Feature engineering is a step toward making the data more feasible for various machine learning techniques and, in turn, creating a model that can make more accurate predictions. This data consists of these features, which essentially undergo the feature engineering algorithms. These features can be categorized into two types: continuous and categorical. What does each represent? Let us discuss.
Types of Features
Continuous features are those that are numerically represented by default. A feature being represented in integer or float could be an indicator that It is a continuous variable. Even though it can be otherwise, such cases are far and in between.

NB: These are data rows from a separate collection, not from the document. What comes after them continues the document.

//! Single-slot, user-dismissible error channel.
//!
//! Last write wins; there is no queue. Only [`ErrorSurface::dismiss`] clears
//! the slot, so a later successful poll leaves a command error in place.

use chrono::{DateTime, Utc};
use switchboard_common::{ErrorOrigin, ErrorReport};
use tokio::sync::watch;

/// The active error.
#[derive(Debug, Clone, PartialEq, Eq)]
pub struct ErrorState {
    pub origin: ErrorOrigin,
    pub message: String,
    pub raised_at: DateTime<Utc>,
}

impl ErrorState {
    #[must_use]
    pub fn to_report(&self) -> ErrorReport {
        ErrorReport {
            origin: self.origin,
            message: self.message.clone(),
            raised_at: self.raised_at,
        }
    }
}

pub struct ErrorSurface {
    slot: watch::Sender<Option<ErrorState>>,
}

impl ErrorSurface {
    #[must_use]
    pub fn new() -> Self {
        let (slot, _) = watch::channel(None);
        Self { slot }
    }

    /// Overwrite the slot with a new error.
    pub fn raise(&self, origin: ErrorOrigin, message: impl Into<String>) {
        self.slot.send_replace(Some(ErrorState {
            origin,
            message: message.into(),
            raised_at: Utc::now(),
        }));
    }

    /// Clear the slot. Subscribers are only woken if there was an error.
    pub fn dismiss(&self) {
        self.slot.send_if_modified(|slot| slot.take().is_some());
    }

    #[must_use]
    pub fn current(&self) -> Option<ErrorState> {
        self.slot.borrow().clone()
    }

    #[must_use]
    pub fn subscribe(&self) -> watch::Receiver<Option<ErrorState>> {
        self.slot.subscribe()
    }
}

impl Default for ErrorSurface {
    fn default() -> Self {
        Self::new()
    }
}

Categorical features on the other hand are those that consists of categorical data. Unlike continuous features, these do not necessarily hold numerical significance and often represent a feature belonging to a certain category.
There are generic algorithms that can be implemented regardless of the nature of the feature and then, there are those that are unique to each data type. We will discuss them as we go along. So now without further ado let us dive into them.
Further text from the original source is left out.